Europol wants to drop privacy protections for mobile roaming

In a position paper the European agency for law enforcement, Europol, says privacy technologies used when roaming are limiting law enforcements’ ability to gather evidence and suggests they be dropped.

Armita Satari

July 5, 2024

3 Min Read
Data confidential

The solutions the agency is proposing would see the removal of Privacy Enhancing Technologies (PET) either by default for all users or by individual requests.

Mobile roaming, also known as home routing, is the technology that enables telecom operators to carry on delivering network services to end users while they are abroad (either through roaming agreements or via the provider’s own network in the destination country).

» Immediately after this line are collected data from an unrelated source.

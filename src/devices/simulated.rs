// Synthetic depth camera
//
// Produces deterministic depth/IR frames at a nominal frame rate, with
// scripted drops and failures. Used for dry runs of the whole pipeline
// and by the test suite; real SDK bindings implement `FrameSource` the same way.

use std::collections::HashSet;
use std::sync::Arc;
use std::time::{Duration, Instant};

use ndarray::Array2;
use parking_lot::Mutex;
use serde::{Deserialize, Serialize};

use super::{
    host_timestamp_now, Capture, DeviceConfig, FramePair, FrameSource, Resolution, Result,
    SourceError, SyncRole,
};

/// Behaviour of the simulated devices
#[derive(Debug, Clone, PartialEq, Serialize, Deserialize)]
pub struct SimulationProfile {
    /// Record from simulated cameras (`--simulate`)
    #[serde(default)]
    pub enabled: bool,

    /// Number of connected devices; ids `0..devices` can be opened
    #[serde(default = "default_devices")]
    pub devices: u32,

    /// Deliver frames in real time at the device frame rate. When false,
    /// frames are produced as fast as they are requested.
    #[serde(default = "default_true")]
    pub paced: bool,

    /// Capture cycles (0-based) that report a dropped frame
    #[serde(default)]
    pub drop_cycles: Vec<u64>,

    /// Raise `StreamInterrupted` once this many cycles have run
    #[serde(default)]
    pub interrupt_after: Option<u64>,

    /// Raise an unrecoverable device error on this cycle
    #[serde(default)]
    pub fail_at: Option<u64>,
}

impl Default for SimulationProfile {
    fn default() -> Self {
        Self {
            enabled: false,
            devices: default_devices(),
            paced: true,
            drop_cycles: Vec::new(),
            interrupt_after: None,
            fail_at: None,
        }
    }
}

fn default_devices() -> u32 {
    1
}

fn default_true() -> bool {
    true
}

/// A set of simulated devices. Each id can be held by one camera at a time.
#[derive(Debug, Clone)]
pub struct SimulatedRig {
    profile: SimulationProfile,
    claimed: Arc<Mutex<HashSet<u32>>>,
}

impl SimulatedRig {
    pub fn new(profile: SimulationProfile) -> Self {
        Self {
            profile,
            claimed: Arc::new(Mutex::new(HashSet::new())),
        }
    }

    /// Open a device with the given parameters
    pub fn open(&self, config: &DeviceConfig) -> Result<SimulatedCamera> {
        self.open_with(config, self.profile.clone())
    }

    /// Open a device with a profile that overrides the rig's scripted behaviour
    pub fn open_with(&self, config: &DeviceConfig, profile: SimulationProfile) -> Result<SimulatedCamera> {
        let unavailable = |reason: String| SourceError::DeviceUnavailable {
            device_id: config.device_id,
            reason,
        };

        if config.device_id >= self.profile.devices {
            return Err(unavailable(format!(
                "{} device(s) connected",
                self.profile.devices
            )));
        }
        if config.resolution.pixel_count() == 0 {
            return Err(unavailable(format!("invalid resolution {}", config.resolution)));
        }
        if config.fps == 0 {
            return Err(unavailable("frame rate must be positive".into()));
        }
        if !self.claimed.lock().insert(config.device_id) {
            return Err(unavailable("already open".into()));
        }

        log::info!(
            "Opened simulated device {} ({}, {} fps, {:?})",
            config.device_id,
            config.resolution,
            config.fps,
            config.sync_role
        );

        Ok(SimulatedCamera {
            name: format!("sim{}", config.device_id),
            device_id: config.device_id,
            resolution: config.resolution,
            period: Duration::from_secs_f64(1.0 / config.fps as f64),
            offset_usec: match config.sync_role {
                SyncRole::Secondary => u64::from(config.secondary_delay_usec),
                _ => 0,
            },
            drop_cycles: profile.drop_cycles.iter().copied().collect(),
            profile,
            started: None,
            cycle: 0,
            claimed: Arc::clone(&self.claimed),
        })
    }
}

impl Default for SimulatedRig {
    fn default() -> Self {
        Self::new(SimulationProfile::default())
    }
}

/// A simulated depth camera
pub struct SimulatedCamera {
    name: String,
    device_id: u32,
    resolution: Resolution,
    period: Duration,
    offset_usec: u64,
    profile: SimulationProfile,
    drop_cycles: HashSet<u64>,
    started: Option<Instant>,
    cycle: u64,
    claimed: Arc<Mutex<HashSet<u32>>>,
}

impl SimulatedCamera {
    fn device_timestamp_usec(&self, cycle: u64) -> u64 {
        self.offset_usec + cycle * self.period.as_micros() as u64
    }

    fn wait_for_cycle(&self, started: Instant, cycle: u64) {
        if !self.profile.paced {
            return;
        }
        let due = started
            + self.period * u32::try_from(cycle).unwrap_or(u32::MAX)
            + Duration::from_micros(self.offset_usec);
        let now = Instant::now();
        if due > now {
            std::thread::sleep(due - now);
        }
    }

    fn render(&self, cycle: u64) -> (Array2<u16>, Array2<u16>) {
        let shift = (cycle % 4000) as usize;
        let depth = Array2::from_shape_fn(self.resolution.shape(), |(r, c)| {
            (500 + (r + c + shift) % 4000) as u16
        });
        let infrared = Array2::from_shape_fn(self.resolution.shape(), |(r, c)| {
            (160 + (c * 8 + r + shift) % 5340) as u16
        });
        (depth, infrared)
    }
}

impl FrameSource for SimulatedCamera {
    fn name(&self) -> &str {
        &self.name
    }

    fn resolution(&self) -> Resolution {
        self.resolution
    }

    fn start(&mut self) -> Result<()> {
        if self.started.is_none() {
            self.started = Some(Instant::now());
            log::debug!("Simulated device {} streaming", self.device_id);
        }
        Ok(())
    }

    fn next_frame(&mut self) -> Result<Capture> {
        let started = self
            .started
            .ok_or_else(|| SourceError::Device("stream not started".into()))?;

        let cycle = self.cycle;
        if self.profile.interrupt_after.is_some_and(|limit| cycle >= limit) {
            return Err(SourceError::StreamInterrupted(format!(
                "device {} stopped delivering after {} cycles",
                self.device_id, cycle
            )));
        }
        if self.profile.fail_at == Some(cycle) {
            return Err(SourceError::Device(format!(
                "device {} failed on cycle {}",
                self.device_id, cycle
            )));
        }

        self.wait_for_cycle(started, cycle);
        self.cycle += 1;

        if self.drop_cycles.contains(&cycle) {
            return Ok(Capture::Dropped);
        }

        let (depth, infrared) = self.render(cycle);
        Ok(Capture::Frame(FramePair {
            depth,
            infrared,
            device_timestamp_usec: self.device_timestamp_usec(cycle),
            host_timestamp: host_timestamp_now(),
        }))
    }

    fn stop(&mut self) {
        if self.started.take().is_some() {
            log::debug!("Simulated device {} stopped", self.device_id);
        }
    }
}

impl Drop for SimulatedCamera {
    fn drop(&mut self) {
        self.stop();
        self.claimed.lock().remove(&self.device_id);
    }
}

#[cfg(test)]
mod tests {
    use super::*;

    fn free_running() -> SimulationProfile {
        SimulationProfile {
            paced: false,
            ..Default::default()
        }
    }

    fn small() -> DeviceConfig {
        DeviceConfig {
            resolution: Resolution::new(8, 6),
            ..Default::default()
        }
    }

    #[test]
    fn unknown_device_is_unavailable() {
        let rig = SimulatedRig::new(free_running());
        let config = DeviceConfig {
            device_id: 3,
            ..small()
        };
        assert!(matches!(
            rig.open(&config),
            Err(SourceError::DeviceUnavailable { device_id: 3, .. })
        ));
    }

    #[test]
    fn device_can_only_be_opened_once() {
        let rig = SimulatedRig::new(free_running());
        let first = rig.open(&small()).unwrap();
        assert!(rig.open(&small()).is_err());
        drop(first);
        assert!(rig.open(&small()).is_ok());
    }

    #[test]
    fn stop_before_start_is_harmless() {
        let rig = SimulatedRig::new(free_running());
        let mut camera = rig.open(&small()).unwrap();
        camera.stop();
        camera.stop();
    }

    #[test]
    fn frames_have_configured_shape() {
        let rig = SimulatedRig::new(free_running());
        let mut camera = rig.open(&small()).unwrap();
        camera.start().unwrap();
        match camera.next_frame().unwrap() {
            Capture::Frame(pair) => {
                assert_eq!(pair.depth.dim(), (6, 8));
                assert_eq!(pair.infrared.dim(), (6, 8));
                assert_eq!(pair.resolution(), Resolution::new(8, 6));
            }
            Capture::Dropped => panic!("unexpected drop"),
        }
    }

    #[test]
    fn device_clock_advances_across_drops() {
        let rig = SimulatedRig::new(SimulationProfile {
            drop_cycles: vec![1, 2],
            ..free_running()
        });
        let mut camera = rig.open(&small()).unwrap();
        camera.start().unwrap();

        let mut stamps = Vec::new();
        let mut drops = 0;
        for _ in 0..5 {
            match camera.next_frame().unwrap() {
                Capture::Frame(pair) => stamps.push(pair.device_timestamp_usec),
                Capture::Dropped => drops += 1,
            }
        }
        assert_eq!(drops, 2);
        assert_eq!(stamps, vec![0, 3 * 33_333, 4 * 33_333]);
    }

    #[test]
    fn interrupt_after_limit() {
        let rig = SimulatedRig::new(SimulationProfile {
            interrupt_after: Some(2),
            ..free_running()
        });
        let mut camera = rig.open(&small()).unwrap();
        camera.start().unwrap();
        assert!(camera.next_frame().is_ok());
        assert!(camera.next_frame().is_ok());
        assert!(matches!(
            camera.next_frame(),
            Err(SourceError::StreamInterrupted(_))
        ));
    }
}
// Command line interface

use std::path::PathBuf;

use clap::{Args, Parser, Subcommand};

use crate::commands::RecordRequest;
use crate::config::RecorderConfig;
use crate::devices::DeviceConfig;

#[derive(Debug, Parser)]
#[command(name = "depth-acquire", version, about = "Record depth and infrared video from depth cameras")]
pub struct Cli {
    /// Log at debug level (RUST_LOG overrides)
    #[arg(short, long, global = true)]
    pub verbose: bool,

    /// Config file to use instead of the default location
    #[arg(long, global = true, value_name = "FILE")]
    pub config: Option<PathBuf>,

    #[command(subcommand)]
    pub command: Command,
}

#[derive(Debug, Subcommand)]
pub enum Command {
    /// Record one session
    Record(RecordArgs),
    /// Print the effective configuration as TOML
    Config(ConfigArgs),
}

#[derive(Debug, Clone, Args)]
pub struct ConfigArgs {
    /// Also write it to the config file (`--config` or the default location)
    #[arg(long)]
    pub save: bool,
}

#[derive(Debug, Clone, Args)]
pub struct RecordArgs {
    /// Existing directory to create the session directory in
    pub base_dir: PathBuf,

    #[arg(long)]
    pub subject_name: Option<String>,

    #[arg(long)]
    pub session_name: Option<String>,

    /// Recording length in minutes [default: 30]
    #[arg(short = 't', long, value_name = "MINUTES")]
    pub recording_length: Option<f64>,

    /// Show a live infrared preview
    #[arg(long)]
    pub preview: bool,

    /// Print elapsed time while recording
    #[arg(long)]
    pub display_time: bool,

    /// Primary camera
    #[arg(long)]
    pub device_id: Option<u32>,

    /// Record a second, synchronized camera
    #[arg(long)]
    pub secondary_device_id: Option<u32>,

    /// Record from simulated cameras producing synthetic frames
    #[arg(long)]
    pub simulate: bool,
}

impl RecordArgs {
    /// Apply device selections to the loaded config
    pub fn apply_overrides(&self, config: &mut RecorderConfig) {
        if self.simulate {
            config.simulation.enabled = true;
        }
        if let Some(id) = self.device_id {
            config.device.device_id = id;
        }
        if let Some(id) = self.secondary_device_id {
            let (resolution, fps) = (config.device.resolution, config.device.fps);
            let secondary = config.secondary.get_or_insert_with(|| DeviceConfig {
                resolution,
                fps,
                ..Default::default()
            });
            secondary.device_id = id;
        }
    }

    pub fn into_request(self) -> RecordRequest {
        RecordRequest {
            base_dir: self.base_dir,
            subject_name: self.subject_name,
            session_name: self.session_name,
            recording_minutes: self.recording_length,
            preview: self.preview,
            display_time: self.display_time,
        }
    }
}

#[cfg(test)]
mod tests {
    use super::*;

    #[test]
    fn record_arguments() {
        let cli = Cli::try_parse_from([
            "depth-acquire",
            "record",
            "/data",
            "--subject-name",
            "m7",
            "-t",
            "0.5",
            "--preview",
            "--secondary-device-id",
            "1",
        ])
        .unwrap();

        let Command::Record(args) = cli.command else {
            panic!("expected record");
        };
        let mut config = RecorderConfig::default();
        args.apply_overrides(&mut config);
        assert_eq!(config.secondary.as_ref().map(|s| s.device_id), Some(1));
        assert_eq!(config.device.device_id, 0);
        assert!(!config.simulation.enabled);

        let request = args.into_request();
        assert_eq!(request.base_dir, PathBuf::from("/data"));
        assert_eq!(request.subject_name.as_deref(), Some("m7"));
        assert_eq!(request.recording_minutes, Some(0.5));
        assert!(request.preview);
        assert!(!request.display_time);
    }

    #[test]
    fn base_dir_is_required() {
        assert!(Cli::try_parse_from(["depth-acquire", "record"]).is_err());
    }

    #[test]
    fn simulate_enables_the_simulated_backend() {
        let cli = Cli::try_parse_from(["depth-acquire", "record", "/data", "--simulate"]).unwrap();
        let Command::Record(args) = cli.command else {
            panic!("expected record");
        };
        let mut config = RecorderConfig::default();
        args.apply_overrides(&mut config);
        assert!(config.simulation.enabled);
    }

    #[test]
    fn global_flags_after_subcommand() {
        let cli = Cli::try_parse_from(["depth-acquire", "config", "--verbose", "--save"]).unwrap();
        assert!(cli.verbose);
        assert!(matches!(cli.command, Command::Config(ConfigArgs { save: true })));
    }
}
// Recording modules: the capture loop and the workers it feeds

pub mod capture;
pub mod preview;
pub mod writer;

pub use capture::{CaptureError, CaptureLoop, CaptureReport, CaptureSettings, StopReason, TapFrame};
pub use preview::{
    render_infrared, stdin_abort_signal, subsample, PngSnapshotSink, PreviewConfig, PreviewControl, PreviewError,
    PreviewReport, PreviewSink, PreviewWorker,
};
pub use writer::{FrameWriter, WriterConfig, WriterError, WriterFault, WriterReport, WriterState};

use serde::{Deserialize, Serialize};

/// Item carried on every handoff queue.
///
/// `EndOfStream` is sent exactly once per queue, after the last frame.
#[derive(Debug)]
pub enum Handoff<T> {
    Frame(T),
    EndOfStream,
}

/// Capture loop state
#[derive(Debug, Clone, Copy, Serialize, Deserialize, PartialEq, Eq)]
#[serde(rename_all = "lowercase")]
pub enum CaptureState {
    /// Workers spawned, device not streaming yet
    Starting,
    /// Reading frames
    Recording,
    /// Device stopped, workers draining
    Stopping,
    /// Workers joined, timestamps written
    Stopped,
    /// Device failed to start, or the writer failed
    Failed,
}

/// Queue capacities between the capture loop and its workers
#[derive(Debug, Clone, PartialEq, Serialize, Deserialize)]
pub struct QueueConfig {
    /// Frame pairs buffered ahead of the writer
    #[serde(default = "default_writer_capacity")]
    pub writer: usize,

    /// Preview frames buffered ahead of the preview worker
    #[serde(default = "default_preview_capacity")]
    pub preview: usize,

    /// Frames buffered ahead of an external realtime consumer
    #[serde(default = "default_tap_capacity")]
    pub tap: usize,
}

impl Default for QueueConfig {
    fn default() -> Self {
        Self {
            writer: default_writer_capacity(),
            preview: default_preview_capacity(),
            tap: default_tap_capacity(),
        }
    }
}

fn default_writer_capacity() -> usize {
    64
}

fn default_preview_capacity() -> usize {
    4
}

fn default_tap_capacity() -> usize {
    16
}
// Session directory, metadata and timestamp files

pub mod metadata;
pub mod storage;

pub use metadata::*;
pub use storage::*;

/// Recording metadata, written before the first frame
pub const METADATA_FILE: &str = "metadata.json";
/// Lossless depth video
pub const DEPTH_VIDEO_FILE: &str = "depth.avi";
/// Lossless infrared video
pub const IR_VIDEO_FILE: &str = "ir.avi";
/// Host wall-clock timestamps (seconds), one per frame
pub const HOST_TIMESTAMPS_FILE: &str = "depth_ts.txt";
/// Device timestamps (microseconds), one per frame
pub const DEVICE_TIMESTAMPS_FILE: &str = "device_ts.txt";
/// Output directory of the secondary camera in paired mode
pub const SECONDARY_DIR: &str = "secondary";

/// Error type for session storage
#[derive(Debug, thiserror::Error)]
pub enum SessionError {
    #[error("Base directory does not exist: {0}")]
    BaseDirMissing(std::path::PathBuf),

    #[error(transparent)]
    Io(#[from] std::io::Error),

    #[error(transparent)]
    Json(#[from] serde_json::Error),
}

pub type Result<T> = std::result::Result<T, SessionError>;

But as the communications abroad are still processed by the home network rather than the destination country, operators cannot share communication data with law enforcements. According to Europol that is the case even through a judicial request, so long as the domestic service has PET enabled. This, the agency says, creates a loophole for criminals.

Europol says that once a user is roaming, “any suspect using a foreign SIM card can no longer be intercepted. This problem occurs both when a foreign national uses their own (foreign) SIM card in another country, and when citizens or residents use a foreign SIM card in their own country.

“The only current exception for this is when a domestic service provider (to whom domestic interception orders can be sent) has in place a cooperation agreement which disables PET in Home Routing with the service provider of another country.”

As a result, the agency is seeking a solution to the challenges it faces and its position paper aims to highlight these to legislators, national authorities, as well as telecom operators. It makes recommendations to maintain “investigatory powers”.

PETs are described as technologies that embody the fundamental data protection principles. In this context, the PET feature that is causing Europol (and perhaps others) challenges is the service-level encryption that is turned on when users are roaming. While law enforcement is able to see that a suspect is communicating, they are unable to gather any evidence from the device used.

The Europol paper proposes two solutions.

In the first, PETs would be legally disabled for everyone while roaming (i.e. by default). The agency argues that when abroad users do not benefit from the encryption layer (PET) anyway as they roam on a different service provider’s network. It says “the communication is encrypted at the same level as communication via national SIM cards”.

This seems to be alluding to a fact that warrants or court orders are not needed in order for an operator to intercept communication and while this is the case for instance in the UK under its Telecommunications Act (now a non-EU country), it is not true across all EU member states. In Germany for instance, telecommunication surveillance by the police and law enforcement authorities are indeed subject to a judge’s authorisation (i.e. a warrant).

The second alternative – somewhat more sensible than removing privacy protection technologies by default for all and data ending up subject to abuse – is the ability to request the interception of a suspect’s communication data while abroad. Presumably this would rely on a mandatory agreement between member states and perhaps for the data to be intercepted (one would hope) only upon a legal request. It seems this solution would retain PETs for all other users.

Plainly speaking, the agency is seeking amendment to legislation (potentially the European Investigation Order) that would enable it and other law enforcement agencies to circumvent current privacy protection laws and technologies. It is unclear how the proposed solutions would play out in countries that do require a court order under their national legislation to intercept communication.

In addition, the current socio-political climate between citizens and law enforcement is increasingly one of lacking trust and as human rights and freedoms of speech continue to be under attack across the political spectrum from left to right in many European states, such a legal change may be one hard to swallow.